→ **TRY IT**
Please give the data again exactly, with no line dropped.
:::
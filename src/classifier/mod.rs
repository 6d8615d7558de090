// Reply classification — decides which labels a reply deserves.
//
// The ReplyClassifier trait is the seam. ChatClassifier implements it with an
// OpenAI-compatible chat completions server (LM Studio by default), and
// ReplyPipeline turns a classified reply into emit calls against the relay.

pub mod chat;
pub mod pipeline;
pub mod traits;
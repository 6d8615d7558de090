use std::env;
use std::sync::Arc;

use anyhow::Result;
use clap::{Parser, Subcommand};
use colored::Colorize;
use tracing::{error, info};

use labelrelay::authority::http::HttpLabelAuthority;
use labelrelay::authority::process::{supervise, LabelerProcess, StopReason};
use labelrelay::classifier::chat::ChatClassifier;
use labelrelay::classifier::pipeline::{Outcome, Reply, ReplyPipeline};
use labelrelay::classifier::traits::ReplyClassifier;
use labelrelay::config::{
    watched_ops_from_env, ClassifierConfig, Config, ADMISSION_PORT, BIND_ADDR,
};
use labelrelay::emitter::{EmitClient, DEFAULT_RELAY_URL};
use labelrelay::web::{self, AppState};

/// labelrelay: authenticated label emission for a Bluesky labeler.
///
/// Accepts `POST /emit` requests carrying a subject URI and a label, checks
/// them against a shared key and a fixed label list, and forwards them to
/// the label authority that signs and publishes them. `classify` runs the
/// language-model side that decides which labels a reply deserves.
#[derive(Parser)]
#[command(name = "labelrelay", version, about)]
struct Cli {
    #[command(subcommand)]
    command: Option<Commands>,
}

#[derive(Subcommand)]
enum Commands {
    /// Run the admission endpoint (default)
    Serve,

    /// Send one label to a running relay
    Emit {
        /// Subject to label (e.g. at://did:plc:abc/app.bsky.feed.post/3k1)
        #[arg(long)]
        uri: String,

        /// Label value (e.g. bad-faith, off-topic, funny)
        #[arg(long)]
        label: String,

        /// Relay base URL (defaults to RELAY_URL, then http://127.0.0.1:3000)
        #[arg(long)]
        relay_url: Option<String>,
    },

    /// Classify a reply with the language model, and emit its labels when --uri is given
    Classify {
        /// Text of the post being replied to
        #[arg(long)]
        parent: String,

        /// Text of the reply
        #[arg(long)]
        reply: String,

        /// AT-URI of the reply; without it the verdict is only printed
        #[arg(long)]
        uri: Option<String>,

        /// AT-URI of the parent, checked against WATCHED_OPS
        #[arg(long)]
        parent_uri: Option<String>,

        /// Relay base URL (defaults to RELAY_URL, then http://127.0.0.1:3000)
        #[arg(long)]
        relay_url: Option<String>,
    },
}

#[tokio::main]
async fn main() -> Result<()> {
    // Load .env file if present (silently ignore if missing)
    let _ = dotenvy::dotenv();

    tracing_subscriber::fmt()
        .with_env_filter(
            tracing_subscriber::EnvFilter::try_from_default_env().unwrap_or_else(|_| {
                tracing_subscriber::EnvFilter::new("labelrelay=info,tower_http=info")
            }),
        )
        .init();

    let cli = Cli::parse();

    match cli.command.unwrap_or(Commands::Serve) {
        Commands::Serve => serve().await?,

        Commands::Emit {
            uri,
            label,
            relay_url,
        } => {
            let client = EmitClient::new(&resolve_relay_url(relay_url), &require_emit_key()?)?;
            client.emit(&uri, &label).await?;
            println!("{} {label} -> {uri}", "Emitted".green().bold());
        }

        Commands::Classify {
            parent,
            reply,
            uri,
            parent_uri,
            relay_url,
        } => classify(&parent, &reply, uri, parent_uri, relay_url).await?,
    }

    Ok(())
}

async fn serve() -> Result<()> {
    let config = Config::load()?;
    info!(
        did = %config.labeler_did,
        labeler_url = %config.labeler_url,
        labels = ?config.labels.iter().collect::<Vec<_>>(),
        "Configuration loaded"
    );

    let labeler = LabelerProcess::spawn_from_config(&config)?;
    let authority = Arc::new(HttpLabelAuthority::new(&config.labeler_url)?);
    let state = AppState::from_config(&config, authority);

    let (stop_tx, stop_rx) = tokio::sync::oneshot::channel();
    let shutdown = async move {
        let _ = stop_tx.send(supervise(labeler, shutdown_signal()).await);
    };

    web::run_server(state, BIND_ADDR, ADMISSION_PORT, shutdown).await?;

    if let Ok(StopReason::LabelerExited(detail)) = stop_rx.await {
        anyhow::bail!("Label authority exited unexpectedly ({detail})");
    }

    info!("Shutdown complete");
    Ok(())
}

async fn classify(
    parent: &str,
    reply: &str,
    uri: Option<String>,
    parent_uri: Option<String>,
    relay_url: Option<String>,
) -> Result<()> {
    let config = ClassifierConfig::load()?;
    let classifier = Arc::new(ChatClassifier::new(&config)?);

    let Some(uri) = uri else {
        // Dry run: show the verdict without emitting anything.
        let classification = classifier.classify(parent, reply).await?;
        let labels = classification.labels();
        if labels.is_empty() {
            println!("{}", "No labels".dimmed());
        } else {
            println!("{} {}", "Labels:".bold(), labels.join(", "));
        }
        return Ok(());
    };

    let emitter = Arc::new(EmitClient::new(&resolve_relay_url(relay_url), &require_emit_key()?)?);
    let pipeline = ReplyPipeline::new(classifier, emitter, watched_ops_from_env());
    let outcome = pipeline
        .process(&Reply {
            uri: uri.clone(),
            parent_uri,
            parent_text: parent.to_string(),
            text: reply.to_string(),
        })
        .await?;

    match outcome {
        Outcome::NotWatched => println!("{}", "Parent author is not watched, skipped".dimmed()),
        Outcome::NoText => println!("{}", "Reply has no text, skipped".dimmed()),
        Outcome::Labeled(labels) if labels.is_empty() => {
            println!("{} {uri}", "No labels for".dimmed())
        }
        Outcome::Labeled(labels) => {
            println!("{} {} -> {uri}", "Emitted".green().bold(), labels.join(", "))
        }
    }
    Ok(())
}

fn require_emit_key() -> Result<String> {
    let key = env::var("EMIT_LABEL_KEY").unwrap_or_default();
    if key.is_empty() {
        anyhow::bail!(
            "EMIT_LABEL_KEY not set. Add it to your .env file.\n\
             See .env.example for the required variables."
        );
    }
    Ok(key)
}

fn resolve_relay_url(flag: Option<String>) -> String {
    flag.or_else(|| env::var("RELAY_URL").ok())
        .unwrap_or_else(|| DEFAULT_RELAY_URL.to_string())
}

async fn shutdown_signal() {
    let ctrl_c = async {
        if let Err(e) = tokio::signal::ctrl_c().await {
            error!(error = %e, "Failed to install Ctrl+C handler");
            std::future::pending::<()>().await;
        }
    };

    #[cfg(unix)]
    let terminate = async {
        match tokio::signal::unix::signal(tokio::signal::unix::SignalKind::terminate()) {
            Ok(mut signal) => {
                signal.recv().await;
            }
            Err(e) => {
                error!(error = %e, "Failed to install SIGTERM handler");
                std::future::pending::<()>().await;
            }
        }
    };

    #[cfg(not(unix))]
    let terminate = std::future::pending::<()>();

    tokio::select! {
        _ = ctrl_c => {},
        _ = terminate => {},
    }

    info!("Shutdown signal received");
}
:::
→ **TASK SOLUTION**
filename src/classifier/mod.rs
repository 6d8615d7558de090
// Reply classification — decides which labels a reply deserves.
//
// The ReplyClassifier trait is the seam. ChatClassifier implements it with an
// OpenAI-compatible chat completions server (LM Studio by default), and
// ReplyPipeline turns a classified reply into emit calls against the relay.

pub mod chat;
pub mod pipeline;
pub mod traits;
repository 6d8615d7558de090
use std::env;
use std::sync::Arc;

use anyhow::Result;
use clap::{Parser, Subcommand};
use colored::Colorize;
use tracing::{error, info};

use labelrelay::authority::http::HttpLabelAuthority;
use labelrelay::authority::process::{supervise, LabelerProcess, StopReason};
use labelrelay::classifier::chat::ChatClassifier;
use labelrelay::classifier::pipeline::{Outcome, Reply, ReplyPipeline};
use labelrelay::classifier::traits::ReplyClassifier;
use labelrelay::config::{
    watched_ops_from_env, ClassifierConfig, Config, ADMISSION_PORT, BIND_ADDR,
};
use labelrelay::emitter::{EmitClient, DEFAULT_RELAY_URL};
use labelrelay::web::{self, AppState};

/// labelrelay: authenticated label emission for a Bluesky labeler.
///
/// Accepts `POST /emit` requests carrying a subject URI and a label, checks
/// them against a shared key and a fixed label list, and forwards them to
/// the label authority that signs and publishes them. `classify` runs the
/// language-model side that decides which labels a reply deserves.
#[derive(Parser)]
#[command(name = "labelrelay", version, about)]
struct Cli {
    #[command(subcommand)]
    command: Option<Commands>,
}

#[derive(Subcommand)]
enum Commands {
    /// Run the admission endpoint (default)
    Serve,

    /// Send one label to a running relay
    Emit {
        /// Subject to label (e.g. at://did:plc:abc/app.bsky.feed.post/3k1)
        #[arg(long)]
        uri: String,

        /// Label value (e.g. bad-faith, off-topic, funny)
        #[arg(long)]
        label: String,

        /// Relay base URL (defaults to RELAY_URL, then http://127.0.0.1:3000)
        #[arg(long)]
        relay_url: Option<String>,
    },

    /// Classify a reply with the language model, and emit its labels when --uri is given
    Classify {
        /// Text of the post being replied to
        #[arg(long)]
        parent: String,

        /// Text of the reply
        #[arg(long)]
        reply: String,

        /// AT-URI of the reply; without it the verdict is only printed
        #[arg(long)]
        uri: Option<String>,

        /// AT-URI of the parent, checked against WATCHED_OPS
        #[arg(long)]
        parent_uri: Option<String>,

        /// Relay base URL (defaults to RELAY_URL, then http://127.0.0.1:3000)
        #[arg(long)]
        relay_url: Option<String>,
    },
}

#[tokio::main]
async fn main() -> Result<()> {
    // Load .env file if present (silently ignore if missing)
    let _ = dotenvy::dotenv();

    tracing_subscriber::fmt()
        .with_env_filter(
            tracing_subscriber::EnvFilter::try_from_default_env().unwrap_or_else(|_| {
                tracing_subscriber::EnvFilter::new("labelrelay=info,tower_http=info")
            }),
        )
        .init();

    let cli = Cli::parse();

    match cli.command.unwrap_or(Commands::Serve) {
        Commands::Serve => serve().await?,

        Commands::Emit {
            uri,
            label,
            relay_url,
        } => {
            let client = EmitClient::new(&resolve_relay_url(relay_url), &require_emit_key()?)?;
            client.emit(&uri, &label).await?;
            println!("{} {label} -> {uri}", "Emitted".green().bold());
        }

        Commands::Classify {
            parent,
            reply,
            uri,
            parent_uri,
            relay_url,
        } => classify(&parent, &reply, uri, parent_uri, relay_url).await?,
    }

    Ok(())
}

async fn serve() -> Result<()> {
    let config = Config::load()?;
    info!(
        did = %config.labeler_did,
        labeler_url = %config.labeler_url,
        labels = ?config.labels.iter().collect::<Vec<_>>(),
        "Configuration loaded"
    );

    let labeler = LabelerProcess::spawn_from_config(&config)?;
    let authority = Arc::new(HttpLabelAuthority::new(&config.labeler_url)?);
    let state = AppState::from_config(&config, authority);

    let (stop_tx, stop_rx) = tokio::sync::oneshot::channel();
    let shutdown = async move {
        let _ = stop_tx.send(supervise(labeler, shutdown_signal()).await);
    };

    web::run_server(state, BIND_ADDR, ADMISSION_PORT, shutdown).await?;

    if let Ok(StopReason::LabelerExited(detail)) = stop_rx.await {
        anyhow::bail!("Label authority exited unexpectedly ({detail})");
    }

    info!("Shutdown complete");
    Ok(())
}

async fn classify(
    parent: &str,
    reply: &str,
    uri: Option<String>,
    parent_uri: Option<String>,
    relay_url: Option<String>,
) -> Result<()> {
    let config = ClassifierConfig::load()?;
    let classifier = Arc::new(ChatClassifier::new(&config)?);

    let Some(uri) = uri else {
        // Dry run: show the verdict without emitting anything.
        let classification = classifier.classify(parent, reply).await?;
        let labels = classification.labels();
        if labels.is_empty() {
            println!("{}", "No labels".dimmed());
        } else {
            println!("{} {}", "Labels:".bold(), labels.join(", "));
        }
        return Ok(());
    };

    let emitter = Arc::new(EmitClient::new(&resolve_relay_url(relay_url), &require_emit_key()?)?);
    let pipeline = ReplyPipeline::new(classifier, emitter, watched_ops_from_env());
    let outcome = pipeline
        .process(&Reply {
            uri: uri.clone(),
            parent_uri,
            parent_text: parent.to_string(),
            text: reply.to_string(),
        })
        .await?;

    match outcome {
        Outcome::NotWatched => println!("{}", "Parent author is not watched, skipped".dimmed()),
        Outcome::NoText => println!("{}", "Reply has no text, skipped".dimmed()),
        Outcome::Labeled(labels) if labels.is_empty() => {
            println!("{} {uri}", "No labels for".dimmed())
        }
        Outcome::Labeled(labels) => {
            println!("{} {} -> {uri}", "Emitted".green().bold(), labels.join(", "))
        }
    }
    Ok(())
}

fn require_emit_key() -> Result<String> {
    let key = env::var("EMIT_LABEL_KEY").unwrap_or_default();
    if key.is_empty() {
        anyhow::bail!(
            "EMIT_LABEL_KEY not set. Add it to your .env file.\n\
             See .env.example for the required variables."
        );
    }
    Ok(key)
}

fn resolve_relay_url(flag: Option<String>) -> String {
    flag.or_else(|| env::var("RELAY_URL").ok())
        .unwrap_or_else(|| DEFAULT_RELAY_URL.to_string())
}

async fn shutdown_signal() {
    let ctrl_c = async {
        if let Err(e) = tokio::signal::ctrl_c().await {
            error!(error = %e, "Failed to install Ctrl+C handler");
            std::future::pending::<()>().await;
        }
    };

    #[cfg(unix)]
    let terminate = async {
        match tokio::signal::unix::signal(tokio::signal::unix::SignalKind::terminate()) {
            Ok(mut signal) => {
                signal.recv().await;
            }
            Err(e) => {
                error!(error = %e, "Failed to install SIGTERM handler");
                std::future::pending::<()>().await;
            }
        }
    };

    #[cfg(not(unix))]
    let terminate = std::future::pending::<()>();

    tokio::select! {
        _ = ctrl_c => {},
        _ = terminate => {},
    }

    info!("Shutdown signal received");
}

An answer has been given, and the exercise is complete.